▶ Work to be completed
Each line from the start of the data below through the one containing "let mut settings = Settings::default();" must be reproduced exactly.

Source data
•••••

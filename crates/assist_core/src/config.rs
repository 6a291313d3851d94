use std::{collections::HashMap, fs, path::Path, time::Duration};

use serde::Deserialize;

pub const DEFAULT_SETTINGS_FILE: &str = "assist.toml";

#[derive(Debug, Clone, Deserialize)]
pub struct Settings {
    pub api_key: Option<String>,
    pub api_base_url: String,
    pub model: String,
    pub request_timeout_secs: u64,
    pub catalog_prompt_limit: usize,
    pub bio_max_chars: usize,
    pub bio_tone: String,
}

impl Default for Settings {
    fn default() -> Self {
        Self {
            api_key: None,
            api_base_url: "https://generativelanguage.googleapis.com".into(),
            model: "gemini-2.5-flash".into(),
            request_timeout_secs: 30,
            catalog_prompt_limit: 50,
            bio_max_chars: 280,
            bio_tone: "professional".into(),
        }
    }
}

impl Settings {
    /// The configured key, or `None` when it is missing or blank.
    pub fn credential(&self) -> Option<&str> {
        self.api_key
            .as_deref()
            .map(str::trim)
            .filter(|key| !key.is_empty())
    }

    pub fn request_timeout(&self) -> Duration {
        Duration::from_secs(self.request_timeout_secs.max(1))
    }
}

pub fn load_settings() -> Settings {
    load_settings_from(DEFAULT_SETTINGS_FILE)
}

pub fn load_settings_from(path: impl AsRef<Path>) -> Settings {
    let mut settings = Settings::default();

    if let Ok(raw) = fs::read_to_string(path.as_ref()) {
        apply_file_overrides(&mut settings, &raw);
    }
    apply_env_overrides(&mut settings, |name| std::env::var(name).ok());

    settings
}

fn apply_file_overrides(settings: &mut Settings, raw: &str) {
    let Ok(file_cfg) = toml::from_str::<HashMap<String, toml::Value>>(raw) else {
        return;
    };

    let get = |key: &str| {
        file_cfg.get(key).map(|value| match value {
            toml::Value::String(s) => s.clone(),
            other => other.to_string(),
        })
    };

    if let Some(v) = get("api_key") {
        settings.api_key = Some(v);
    }
    if let Some(v) = get("api_base_url") {
        settings.api_base_url = v;
    }
    if let Some(v) = get("model") {
        settings.model = v;
    }
    if let Some(v) = get("request_timeout_secs").and_then(|v| v.parse().ok()) {
        settings.request_timeout_secs = v;
    }
    if let Some(v) = get("catalog_prompt_limit").and_then(|v| v.parse().ok()) {
        settings.catalog_prompt_limit = v;
    }
    if let Some(v) = get("bio_max_chars").and_then(|v| v.parse().ok()) {
        settings.bio_max_chars = v;
    }
    if let Some(v) = get("bio_tone") {
        settings.bio_tone = v;
    }
}

fn apply_env_overrides(settings: &mut Settings, var: impl Fn(&str) -> Option<String>) {
    for name in ["GEMINI_API_KEY", "API_KEY", "APP__API_KEY"] {
        if let Some(v) = var(name) {
            settings.api_key = Some(v);
        }
    }

    if let Some(v) = var("APP__API_BASE_URL") {
        settings.api_base_url = v;
    }
    if let Some(v) = var("APP__MODEL") {
        settings.model = v;
    }

    if let Some(v) = var("APP__REQUEST_TIMEOUT_SECS") {
        if let Ok(parsed) = v.parse::<u64>() {
            settings.request_timeout_secs = parsed;
        }
    }
    if let Some(v) = var("APP__CATALOG_PROMPT_LIMIT") {
        if let Ok(parsed) = v.parse::<usize>() {
            settings.catalog_prompt_limit = parsed;
        }
    }
    if let Some(v) = var("APP__BIO_MAX_CHARS") {
        if let Ok(parsed) = v.parse::<usize>() {
            settings.bio_max_chars = parsed;
        }
    }
    if let Some(v) = var("APP__BIO_TONE") {
        settings.bio_tone = v;
    }
}

#[cfg(test)]
#[path = "tests/config_tests.rs"]
mod tests;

•••••

▶ Task response
filename crates/assist_core/src/config.rs
repository 6a291313d3851d94
use std::{collections::HashMap, fs, path::Path, time::Duration};

use serde::Deserialize;

pub const DEFAULT_SETTINGS_FILE: &str = "assist.toml";

#[derive(Debug, Clone, Deserialize)]
pub struct Settings {
    pub api_key: Option<String>,
    pub api_base_url: String,
    pub model: String,
    pub request_timeout_secs: u64,
    pub catalog_prompt_limit: usize,
    pub bio_max_chars: usize,
    pub bio_tone: String,
}

impl Default for Settings {
    fn default() -> Self {
        Self {
            api_key: None,
            api_base_url: "https://generativelanguage.googleapis.com".into(),
            model: "gemini-2.5-flash".into(),
            request_timeout_secs: 30,
            catalog_prompt_limit: 50,
            bio_max_chars: 280,
            bio_tone: "professional".into(),
        }
    }
}

impl Settings {
    /// The configured key, or `None` when it is missing or blank.
    pub fn credential(&self) -> Option<&str> {
        self.api_key
            .as_deref()
            .map(str::trim)
            .filter(|key| !key.is_empty())
    }

    pub fn request_timeout(&self) -> Duration {
        Duration::from_secs(self.request_timeout_secs.max(1))
    }
}

pub fn load_settings() -> Settings {
    load_settings_from(DEFAULT_SETTINGS_FILE)
}

pub fn load_settings_from(path: impl AsRef<Path>) -> Settings {
    let mut settings = Settings::default();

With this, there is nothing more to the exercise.